Чрез несколько минут Антон услышал, что вверху, в светлице над ним, отворяют окно <…> Сперва мелькнула белая ручка, из которой выпорхнула пташка, а потом обрисовалось лицо женщины (он в жизнь свою ничего прекраснее не видывал), и потом пал на все его существо тяжкий, волшебный взор карих очей. И мигом исчезло прекрасное видение. Опомнясь, Антон старался привести свои мысли в порядок. Что видел он? Земное ли существо или жителя неба?.. Он помнит чудный очерк лица, и вспышку румянца на нем, и темно-русую косу, неосторожно выпавшую из окна, и белую ручку. Все это врезалось в его сердце.
Оставляя в стороне прозрачную богородичную символику образа (благовещение, «пташка», небесное видение), намеченную еще раньше, я хотел бы обратить внимание на порядок его развертывания – он нам встретится и в прочих текстах. Показательно, что у Лажечникова, как у многих других русских романтиков, звук и мерцающий визуальный контур сперва существуют порознь и только постепенно в сознании героя сливаются в законченный облик. (Правда, соединяются они не всегда: в повести Н. Полевого «Колыбель и гроб» герой так и не сумеет увидеть девушку, которую уже узнал по голосу.)
Используются порой и совсем незатейливые приемы для собирания или, вернее, синтезирующего припоминания образа, когда тот, набирая целостность, одновременно пробуждает самого героя к новой жизни. Так происходит, допустим, у Кульчицкого («Воспоминания юности»): «Забытые черты ее мало-помалу начали сливаться в моем воображении в знакомый образ; образ этот приводил на память сердца тени минувшего; они, воскресая и оживляясь, родили любовь. И вот душа моя переродилась». Но есть и примеры иного рода.

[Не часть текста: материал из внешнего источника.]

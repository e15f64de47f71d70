//! In-memory task completion state.
//!
//! [`TaskStore`] owns the curriculum and is the only place completion flags
//! change. Every [`TaskStore::toggle`] recounts completed tasks from scratch,
//! so [`UserStats::total_completed_tasks`] always equals the number of set
//! flags.

use serde::{Deserialize, Serialize};

use crate::curriculum::{generate_curriculum, week_days, week_title, DailyPlan, Task, TOTAL_WEEKS};

// ============================================================================
// UserStats
// ============================================================================

/// A weekly mock-score sample shown on the trend chart.
#[derive(Debug, Clone, PartialEq, Eq, Serialize, Deserialize)]
pub struct ScoreSample {
    /// Week label (e.g. `W1`).
    pub label: String,
    /// Estimated TOEIC score.
    pub score: u32,
}

impl ScoreSample {
    /// Creates a new sample.
    #[must_use]
    pub fn new(label: impl Into<String>, score: u32) -> Self {
        Self {
            label: label.into(),
            score,
        }
    }
}

/// Learner statistics shown by the stats view.
///
/// Only `total_completed_tasks` is derived; the rest are seed values.
#[derive(Debug, Clone, PartialEq, Eq, Serialize, Deserialize)]
#[serde(rename_all = "camelCase")]
pub struct UserStats {
    /// Day currently selected in the planner.
    pub current_day: u32,
    /// Completed tasks across all days.
    pub total_completed_tasks: usize,
    /// Weekly score trend.
    pub weekly_progress: Vec<ScoreSample>,
    /// Weak areas to focus on.
    pub weak_points: Vec<String>,
}

impl UserStats {
    /// Returns the seed statistics for a fresh learner.
    #[must_use]
    pub fn initial() -> Self {
        Self {
            current_day: 1,
            total_completed_tasks: 0,
            weekly_progress: vec![
                ScoreSample::new("W1", 650),
                ScoreSample::new("W2", 720),
                ScoreSample::new("W3", 780),
            ],
            weak_points: vec![
                "Part 5 전치사/접속사".to_string(),
                "Part 7 다중 지문 연계".to_string(),
                "LC Part 2 우회적 응답".to_string(),
            ],
        }
    }
}

impl Default for UserStats {
    fn default() -> Self {
        Self::initial()
    }
}

// ============================================================================
// Toggle outcome and week summaries
// ============================================================================

/// Result of a [`TaskStore::toggle`] call.
#[derive(Debug, Clone, Copy, PartialEq, Eq, Serialize, Deserialize)]
#[serde(rename_all = "camelCase")]
pub struct ToggleOutcome {
    /// Number of tasks whose flag flipped (0 for an unknown id).
    pub matched: usize,
    /// New flag of the last matched task, if any matched.
    pub completed: Option<bool>,
    /// Aggregate completed count after the toggle.
    pub total_completed: usize,
}

impl ToggleOutcome {
    /// Returns `true` if at least one task matched the id.
    #[must_use]
    pub const fn found(&self) -> bool {
        self.matched > 0
    }
}

/// Completion summary for one week of the roadmap.
#[derive(Debug, Clone, PartialEq, Eq, Serialize, Deserialize)]
#[serde(rename_all = "camelCase")]
pub struct WeekSummary {
    /// 1-based week number.
    pub week: u32,
    /// Week title.
    pub title: String,
    /// Days belonging to the week.
    pub days: Vec<u32>,
    /// Planned minutes across the week.
    pub total_minutes: u32,
    /// Tasks in the week.
    pub total_tasks: usize,
    /// Completed tasks in the week.
    pub completed_tasks: usize,
    /// Days with every task completed.
    pub completed_days: usize,
}

// ============================================================================
// TaskStore
// ============================================================================

/// Owner of the curriculum's completion flags.
#[derive(Debug, Clone)]
pub struct TaskStore {
    plans: Vec<DailyPlan>,
    stats: UserStats,
}

impl Default for TaskStore {
    fn default() -> Self {
        Self::new()
    }
}

impl TaskStore {
    /// Creates a store over the generated 21-day curriculum.
    ///
    /// # Examples
    ///
    /// ```
    /// use roadmap_core::TaskStore;
    ///
    /// let mut store = TaskStore::new();
    /// assert_eq!(store.total_tasks(), 63);
    ///
    /// store.toggle("d1-1");
    /// assert_eq!(store.completed_count(), 1);
    /// store.toggle("d1-1");
    /// assert_eq!(store.completed_count(), 0);
    /// ```
    #[must_use]
    pub fn new() -> Self {
        Self::from_plans(generate_curriculum())
    }

    /// Creates a store over an arbitrary set of days.
    ///
    /// Flags already set in `plans` are counted immediately.
    #[must_use]
    pub fn from_plans(plans: Vec<DailyPlan>) -> Self {
        let mut store = Self {
            plans,
            stats: UserStats::initial(),
        };
        store.recount();
        store
    }

    /// Flips the completion flag of every task whose id equals `task_id`.
    ///
    /// Unknown ids are ignored. The aggregate is recomputed either way.
    pub fn toggle(&mut self, task_id: &str) -> ToggleOutcome {
        let mut matched = 0;
        let mut completed = None;

        for task in self
            .plans
            .iter_mut()
            .flat_map(|plan| plan.tasks.iter_mut())
            .filter(|task| task.id == task_id)
        {
            task.is_completed = !task.is_completed;
            completed = Some(task.is_completed);
            matched += 1;
        }

        self.recount();

        if matched == 0 {
            tracing::debug!(task_id, "Toggle ignored: unknown task id");
        } else {
            tracing::debug!(
                task_id,
                completed = ?completed,
                total_completed = self.stats.total_completed_tasks,
                "Task toggled"
            );
        }

        ToggleOutcome {
            matched,
            completed,
            total_completed: self.stats.total_completed_tasks,
        }
    }

    fn recount(&mut self) {
        self.stats.total_completed_tasks = count_completed(&self.plans);
    }

    /// Selects the day shown by the planner.
    ///
    /// Unknown days fall back to the first day. Returns the selected plan.
    pub fn select_day(&mut self, day: u32) -> Option<&DailyPlan> {
        let selected = if self.day(day).is_some() {
            day
        } else {
            self.plans.first()?.day
        };
        self.stats.current_day = selected;
        self.day(selected)
    }

    /// All days in order.
    #[must_use]
    pub fn plans(&self) -> &[DailyPlan] {
        &self.plans
    }

    /// Looks up a day by its 1-based number.
    #[must_use]
    pub fn day(&self, day: u32) -> Option<&DailyPlan> {
        self.plans.iter().find(|plan| plan.day == day)
    }

    /// Looks up a task by exact id.
    #[must_use]
    pub fn find_task(&self, task_id: &str) -> Option<&Task> {
        self.plans
            .iter()
            .flat_map(|plan| plan.tasks.iter())
            .find(|task| task.id == task_id)
    }

    /// Current statistics.
    #[must_use]
    pub const fn stats(&self) -> &UserStats {
        &self.stats
    }

    /// Aggregate completed count.
    #[must_use]
    pub const fn completed_count(&self) -> usize {
        self.stats.total_completed_tasks
    }

    /// Number of tasks across all days.
    #[must_use]
    pub fn total_tasks(&self) -> usize {
        self.plans.iter().map(|plan| plan.tasks.len()).sum()
    }

    /// Tasks still to be completed.
    #[must_use]
    pub fn remaining(&self) -> usize {
        self.total_tasks().saturating_sub(self.completed_count())
    }

    /// Per-week completion summaries.
    #[must_use]
    pub fn week_summaries(&self) -> Vec<WeekSummary> {
        (1..=TOTAL_WEEKS)
            .map(|week| {
                let range = week_days(week);
                let days: Vec<&DailyPlan> = self
                    .plans
                    .iter()
                    .filter(|plan| range.contains(&plan.day))
                    .collect();
                WeekSummary {
                    week,
                    title: week_title(week).unwrap_or_default().to_string(),
                    days: days.iter().map(|plan| plan.day).collect(),
                    total_minutes: days.iter().map(|plan| plan.total_minutes()).sum(),
                    total_tasks: days.iter().map(|plan| plan.tasks.len()).sum(),
                    completed_tasks: days.iter().map(|plan| plan.completed_count()).sum(),
                    completed_days: days.iter().filter(|plan| plan.is_complete()).count(),
                }
            })
            .collect()
    }
}

/// Counts completed tasks across `plans`.
#[must_use]
pub fn count_completed(plans: &[DailyPlan]) -> usize {
    plans.iter().map(DailyPlan::completed_count).sum()
}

Мы знаем, что герой эпистолярного романа Греча «Поездка в Германию» (1831) никак не может описать лица и стана своей возлюбленной, «ибо то, что нам милее всего, есть лик без образа». Однако задолго до того, удрученный своим тягостным окружением, он уже выстраивает или же последовательно выявляет некий сакрально-эротический образ, для начала словно извлекая его из зловещего динамического хаоса (стадия подготовительной эйфории тут опущена):
Я опять погружаюсь в тоскливую дремоту; вижу пред собою какое-то пустое, беспредельное пространство, в котором клубятся мрачные вихри, в котором нет выхода, нет отрады; сердце мое стесняется, и вдруг в этом мраке зардеет искорка, больше, светлее, еще больше, еще светлее, и ангельское лицо с милою улыбкою меня приветствует. Я останавливаю на нем взоры, и вот оно облекается прозрачным покровом, его придерживают беленькие ручки; вот и локотки явились, вот и плечи, вот бюст и – вот и вся она – вот летит навстречу – и я умираю в восторге![1027]
Ср. примерно ту же стадиальность в «аллегории» Ф. Глинки «Явление незабвенной»; только вместо хаоса здесь дан райский ландшафт, предваряющий видение, а не контрастирующий с ним. Вечером, под звуки «умилительной музыки», герой входит в старинный замок; он стоит у окна, любуясь садами и рощами.